I can’t be Supermom today. I tried and failed miserably, and it’s only 1:00pm. I really wanted to be Supermom today. I had good intentions. We had students over for breakfast, which was fun and the boys love that. Then I did a little business on my computer. I hit a new rank in my business yesterday, so I was just looking everything over, congratulating my builders, and emailing new contacts. I made green smoothies for a snack with a little essential oil love in the mix, as requested by my 4 year old, Noah. (Yeah, rockin’ it! **Cue to roll your eyes**)
Noah had also been wanting banana nut muffins for the past few days, and I hadn’t gotten to it yet. So after our smoothie I decided to do that. Which trailed into lunch time. So I was making muffins and lunch at the same time. I slightly burnt my first batch of muffins. They tasted ok, but looked terrible. The boys were super whiny and fussy because it’s naptime and now they wanted to eat ALL the muffins.
I finally step out of the kitchen for the first time in a couple of hours and the rest of the house is a disaster. Every single toy bin was out. Timmy was running around with his underwear in his hand, and Isaac was leaving a trail of drool everywhere he went. And we’re also dealing with pink eye in the house. I lost it. I lost it and I let Timmy have it. He cried and went to his room. Noah picked up the toys and ran to his room.
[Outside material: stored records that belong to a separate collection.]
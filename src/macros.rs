/// Declares a transparent newtype over a raw evdev integer, with associated constants for the
/// named values.
///
/// Unknown values remain representable, since devices may emit codes this crate doesn't name.
macro_rules! ffi_enum {
    (
        $( #[$attrs:meta] )*
        $v:vis enum $name:ident: $native:ty {
            $(
                $( #[$variant_attrs:meta] )*
                $variant:ident = $value:expr
            ),+
            $(,)?
        }
    ) => {
        $( #[$attrs] )*
        #[derive(Clone, Copy, PartialEq, Eq, PartialOrd, Ord, Hash)]
        #[repr(transparent)]
        $v struct $name(pub(crate) $native);

        impl $name {
            $(
                $( #[$variant_attrs] )*
                $v const $variant: Self = Self($value);
            )+

            #[allow(dead_code, unreachable_patterns)]
            fn variant_name(&self) -> Option<&'static str> {
                match self {
                    $(
                        &Self::$variant => Some(stringify!($variant)),
                    )*
                    _ => None,
                }
            }

            #[allow(dead_code)]
            fn from_variant_name(name: &str) -> Option<Self> {
                match name {
                    $(
                        stringify!($variant) => Some(Self::$variant),
                    )*
                    _ => None,
                }
            }
        }
    };
}
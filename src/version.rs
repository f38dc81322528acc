use std::{ffi::c_int, fmt};

/// An `evdev` subsystem version, as reported by `EVIOCGVERSION`.
///
/// This is the version of the kernel's `evdev` interface (`EV_VERSION`), not the version of the
/// scanner's driver. Current kernels report `1.0.1`.
///
/// Returned by [`Device::driver_version`][crate::Device::driver_version], and logged whenever a
/// [`BarcodeDevice`][crate::BarcodeDevice] is opened.
#[derive(Clone, Copy, PartialEq, Eq, PartialOrd, Ord)]
pub struct Version(pub(crate) c_int);

impl Version {
    #[inline]
    pub fn major(self) -> u16 {
        (self.0 >> 16) as u16
    }

    #[inline]
    pub fn minor(self) -> u8 {
        (self.0 >> 8) as u8
    }

    #[inline]
    pub fn patch(self) -> u8 {
        self.0 as u8
    }
}

impl fmt::Display for Version {
    fn fmt(&self, f: &mut fmt::Formatter<'_>) -> fmt::Result {
        write!(f, "{}.{}.{}", self.major(), self.minor(), self.patch())
    }
}

impl fmt::Debug for Version {
    fn fmt(&self, f: &mut fmt::Formatter<'_>) -> fmt::Result {
        f.debug_tuple("Version")
            .field(&format_args!("{self}"))
            .finish()
    }
}

#[cfg(test)]
mod tests {
    use super::*;

    #[test]
    fn components() {
        let v = Version(0x010001);
        assert_eq!((v.major(), v.minor(), v.patch()), (1, 0, 1));
        assert_eq!(v.to_string(), "1.0.1");
        assert_eq!(Version(0x020100).to_string(), "2.1.0");
        assert_eq!(format!("{v:?}"), "Version(1.0.1)");
        assert!(Version(0x010000) < v);
    }
}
I changed Isaac and put him to bed without giving him his eye drops because I can’t find them ANYWHERE.
I tip toed in the boys’ room and asked Timmy if he wanted me to sing to him. He nodded and smiled. A smile that let me know he still loves me even though I yelled at him when he didn’t deserve it. I sang “Jesus loves me,” feeling like the biggest hypocrite singing the song because I sure didn’t show him love 10 minutes ago. I told him I was sorry and tried not to cry when he gave me a big Timmy kiss.
I left his room and by now all the boys are in bed. I know I should be exercising but my body is exhausted, drained from all the emotions that went on the past thirty minutes. So I decided to write. And to tell you, fellow mom or dad, if you just blew it with one of your kids… it’s not too late to start fresh. Give them a hug, tell them you’re sorry and you love them, but you need Jesus just as much as they do. I need Jesus to help me make it through the day with enough grace and strength to love on these boys that He has blessed us with. There’s no way I can make it without Him. He is my Rock when my emotions create a storm within me. He is my anchor that keeps me grounded. He is who I can turn to when I know I didn’t act out of His love, and extend me His grace to try again. So, that’s my goal for the rest of the day… Not to have the perfect workout or work for another hour in my business or make a 5 star meal for dinner… My goal is to try and love like Christ loves me. Because if I don’t have THAT as my primary goal, then the rest doesn’t matter … my day is wasted without His love.
So, how ‘bout it? Are you with me? How will you show God’s love today?